=== Supplied material ===

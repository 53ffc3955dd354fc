//! Combat: shoot the nearest enemy, or get a sightline to it

use ordered_float::OrderedFloat;

use crate::battle::ai::decision_context::{Assessment, DecisionContext};
use crate::battle::ai::{ActionKind, AiAction, AiMode};
use crate::core::types::Position;

pub(super) fn evaluate(ctx: &DecisionContext<'_>, assessment: &Assessment) -> Option<AiAction> {
    let unit = ctx.unit;
    if !ctx.items.is_armed(unit.id) {
        return None;
    }

    let target_id = assessment.nearest_target.or_else(|| {
        assessment
            .known_enemies
            .iter()
            .filter_map(|id| ctx.get_unit(*id))
            .min_by_key(|enemy| {
                OrderedFloat((enemy.position.distance_sq(&unit.position) as f32).sqrt())
            })
            .map(|enemy| enemy.id)
    })?;
    let target = ctx.get_unit(target_id)?;
    let attack_cost = ctx.config.ai.attack_cost;

    if ctx.sees(unit, target.position) {
        if unit.time_units >= attack_cost {
            return Some(AiAction {
                unit: unit.id,
                mode: AiMode::Combat,
                kind: ActionKind::Attack { target: target.id },
                reserve_node: None,
                reason: "attacking nearest enemy".to_string(),
            });
        }
        return None;
    }

    // Cheapest tile with a sightline, preferring one that leaves time to fire
    let mut best: Option<(bool, u32, Position)> = None;
    for candidate in ctx.local_area(ctx.config.ai.search_radius) {
        if candidate == unit.position || !ctx.can_stand(candidate) {
            continue;
        }
        if !ctx
            .sight
            .has_line_of_sight(ctx.map, ctx.catalog, candidate, target.position)
        {
            continue;
        }
        let Some(cost) = ctx.route_cost(candidate) else {
            continue;
        };
        let can_fire = unit.time_units.saturating_sub(cost) >= attack_cost;
        let better = match best {
            None => true,
            Some((best_fire, best_cost, _)) => {
                (can_fire && !best_fire) || (can_fire == best_fire && cost < best_cost)
            }
        };
        if better {
            best = Some((can_fire, cost, candidate));
        }
    }

    let (_, _, tile) = best?;
    AiAction::move_toward(ctx, AiMode::Combat, tile, "moving for a clear shot")
}

#[cfg(test)]
mod tests {
    use super::*;
    use crate::battle::battle_map::BattleMap;
    use crate::battle::items::{ItemKind, ItemLocation, ItemStore};
    use crate::battle::nodes::NodeGraph;
    use crate::battle::pathfinding::GridPathfinder;
    use crate::battle::terrain::{standard, PartCatalog, PartLayer};
    use crate::battle::units::{BattleUnit, Faction};
    use crate::battle::visibility::{LineOfSight, VisibilityOracle};
    use crate::core::config::BattleConfig;
    use crate::core::types::UnitId;

    fn duel(map: BattleMap, alien_at: Position, soldier_at: Position, armed: bool) -> Option<AiAction> {
        let catalog = PartCatalog::standard();
        let mut map = map;
        let mut alien = BattleUnit::new("sectoid", Faction::Hostile).with_ai();
        alien.id = UnitId(0);
        alien.position = alien_at;
        let mut soldier = BattleUnit::new("rookie", Faction::Player);
        soldier.id = UnitId(1);
        soldier.position = soldier_at;
        map.set_occupant(alien_at, alien.footprint, Some(alien.id));
        map.set_occupant(soldier_at, soldier.footprint, Some(soldier.id));
        let units = vec![alien, soldier];

        let mut items = ItemStore::new();
        if armed {
            items.add("plasma pistol", ItemKind::Weapon, ItemLocation::Carried(UnitId(0)));
        }
        let nodes = NodeGraph::new();
        let config = BattleConfig::default();
        let paths = GridPathfinder::new();
        let sight = LineOfSight::new();
        let ctx = DecisionContext {
            map: &map,
            catalog: &catalog,
            nodes: &nodes,
            units: &units,
            items: &items,
            config: &config,
            paths: &paths,
            sight: &sight,
            unit: &units[0],
        };
        let mut assessment = ctx.assess();
        // Known through exposure even when out of sight
        if assessment.known_enemies.is_empty() {
            assessment.known_enemies.push(UnitId(1));
        }
        evaluate(&ctx, &assessment)
    }

    #[test]
    fn test_armed_unit_attacks_visible_enemy() {
        let map = BattleMap::flat(10, 10, 1, standard::GROUND);
        let action = duel(map, Position::new(1, 1, 0), Position::new(6, 1, 0), true).expect("attack");
        assert_eq!(action.kind, ActionKind::Attack { target: UnitId(1) });
    }

    #[test]
    fn test_unarmed_unit_does_not_fight() {
        let map = BattleMap::flat(10, 10, 1, standard::GROUND);
        assert!(duel(map, Position::new(1, 1, 0), Position::new(6, 1, 0), false).is_none());
    }

    #[test]
    fn test_moves_around_wall_for_a_shot() {
        let mut map = BattleMap::flat(10, 10, 1, standard::GROUND);
        for y in 0..4 {
            map.set_part(Position::new(4, y, 0), PartLayer::WestWall, Some(standard::WALL));
        }
        let action = duel(map, Position::new(2, 1, 0), Position::new(6, 1, 0), true).expect("reposition");

        let ActionKind::Move { goal, .. } = action.kind else {
            panic!("expected a move, got {:?}", action.kind);
        };
        let map_check = {
            let mut m = BattleMap::flat(10, 10, 1, standard::GROUND);
            for y in 0..4 {
                m.set_part(Position::new(4, y, 0), PartLayer::WestWall, Some(standard::WALL));
            }
            m
        };
        assert!(LineOfSight::new().has_line_of_sight(
            &map_check,
            &PartCatalog::standard(),
            goal,
            Position::new(6, 1, 0)
        ));
    }
}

===

▸ **Action item**: Each record above, from first to last, should be written out again exactly.

▸ **Exercise result**:
repository 53ffc3955dd354fc
//! Combat: shoot the nearest enemy, or get a sightline to it

use ordered_float::OrderedFloat;

use crate::battle::ai::decision_context::{Assessment, DecisionContext};
use crate::battle::ai::{ActionKind, AiAction, AiMode};
use crate::core::types::Position;

pub(super) fn evaluate(ctx: &DecisionContext<'_>, assessment: &Assessment) -> Option<AiAction> {
    let unit = ctx.unit;
    if !ctx.items.is_armed(unit.id) {
        return None;
    }

    let target_id = assessment.nearest_target.or_else(|| {
        assessment
            .known_enemies
            .iter()
            .filter_map(|id| ctx.get_unit(*id))
            .min_by_key(|enemy| {
                OrderedFloat((enemy.position.distance_sq(&unit.position) as f32).sqrt())
            })
            .map(|enemy| enemy.id)
    })?;
    let target = ctx.get_unit(target_id)?;
    let attack_cost = ctx.config.ai.attack_cost;

    if ctx.sees(unit, target.position) {
        if unit.time_units >= attack_cost {
            return Some(AiAction {
                unit: unit.id,
                mode: AiMode::Combat,
                kind: ActionKind::Attack { target: target.id },
                reserve_node: None,
                reason: "attacking nearest enemy".to_string(),
            });
        }
        return None;
    }

    // Cheapest tile with a sightline, preferring one that leaves time to fire
    let mut best: Option<(bool, u32, Position)> = None;
    for candidate in ctx.local_area(ctx.config.ai.search_radius) {
        if candidate == unit.position || !ctx.can_stand(candidate) {
            continue;
        }
        if !ctx
            .sight
            .has_line_of_sight(ctx.map, ctx.catalog, candidate, target.position)
        {
            continue;
        }
        let Some(cost) = ctx.route_cost(candidate) else {
            continue;
        };
        let can_fire = unit.time_units.saturating_sub(cost) >= attack_cost;
        let better = match best {
            None => true,
            Some((best_fire, best_cost, _)) => {
                (can_fire && !best_fire) || (can_fire == best_fire && cost < best_cost)
            }
        };
        if better {
            best = Some((can_fire, cost, candidate));
        }
    }

    let (_, _, tile) = best?;
    AiAction::move_toward(ctx, AiMode::Combat, tile, "moving for a clear shot")
}

#[cfg(test)]
mod tests {
    use super::*;
    use crate::battle::battle_map::BattleMap;
    use crate::battle::items::{ItemKind, ItemLocation, ItemStore};
    use crate::battle::nodes::NodeGraph;
    use crate::battle::pathfinding::GridPathfinder;
    use crate::battle::terrain::{standard, PartCatalog, PartLayer};
    use crate::battle::units::{BattleUnit, Faction};
    use crate::battle::visibility::{LineOfSight, VisibilityOracle};
    use crate::core::config::BattleConfig;
    use crate::core::types::UnitId;

    fn duel(map: BattleMap, alien_at: Position, soldier_at: Position, armed: bool) -> Option<AiAction> {
        let catalog = PartCatalog::standard();
        let mut map = map;
        let mut alien = BattleUnit::new("sectoid", Faction::Hostile).with_ai();
        alien.id = UnitId(0);
        alien.position = alien_at;
        let mut soldier = BattleUnit::new("rookie", Faction::Player);
        soldier.id = UnitId(1);
        soldier.position = soldier_at;
        map.set_occupant(alien_at, alien.footprint, Some(alien.id));
        map.set_occupant(soldier_at, soldier.footprint, Some(soldier.id));
        let units = vec![alien, soldier];

        let mut items = ItemStore::new();
        if armed {
            items.add("plasma pistol", ItemKind::Weapon, ItemLocation::Carried(UnitId(0)));
        }
        let nodes = NodeGraph::new();
        let config = BattleConfig::default();
        let paths = GridPathfinder::new();
        let sight = LineOfSight::new();
        let ctx = DecisionContext {
            map: &map,
            catalog: &catalog,
            nodes: &nodes,
            units: &units,
            items: &items,
            config: &config,
            paths: &paths,
            sight: &sight,
            unit: &units[0],
        };
        let mut assessment = ctx.assess();
        // Known through exposure even when out of sight
        if assessment.known_enemies.is_empty() {
            assessment.known_enemies.push(UnitId(1));
        }
        evaluate(&ctx, &assessment)
    }

    #[test]
    fn test_armed_unit_attacks_visible_enemy() {
        let map = BattleMap::flat(10, 10, 1, standard::GROUND);
        let action = duel(map, Position::new(1, 1, 0), Position::new(6, 1, 0), true).expect("attack");
        assert_eq!(action.kind, ActionKind::Attack { target: UnitId(1) });
    }

    #[test]
    fn test_unarmed_unit_does_not_fight() {
        let map = BattleMap::flat(10, 10, 1, standard::GROUND);
        assert!(duel(map, Position::new(1, 1, 0), Position::new(6, 1, 0), false).is_none());
    }

    #[test]
    fn test_moves_around_wall_for_a_shot() {
        let mut map = BattleMap::flat(10, 10, 1, standard::GROUND);
        for y in 0..4 {
            map.set_part(Position::new(4, y, 0), PartLayer::WestWall, Some(standard::WALL));
        }
        let action = duel(map, Position::new(2, 1, 0), Position::new(6, 1, 0), true).expect("reposition");

        let ActionKind::Move { goal, .. } = action.kind else {
            panic!("expected a move, got {:?}", action.kind);
        };
        let map_check = {
            let mut m = BattleMap::flat(10, 10, 1, standard::GROUND);
            for y in 0..4 {
                m.set_part(Position::new(4, y, 0), PartLayer::WestWall, Some(standard::WALL));
            }
            m
        };
        assert!(LineOfSight::new().has_line_of_sight(
            &map_check,
            &PartCatalog::standard(),
            goal,
            Position::new(6, 1, 0)
        ));
    }
}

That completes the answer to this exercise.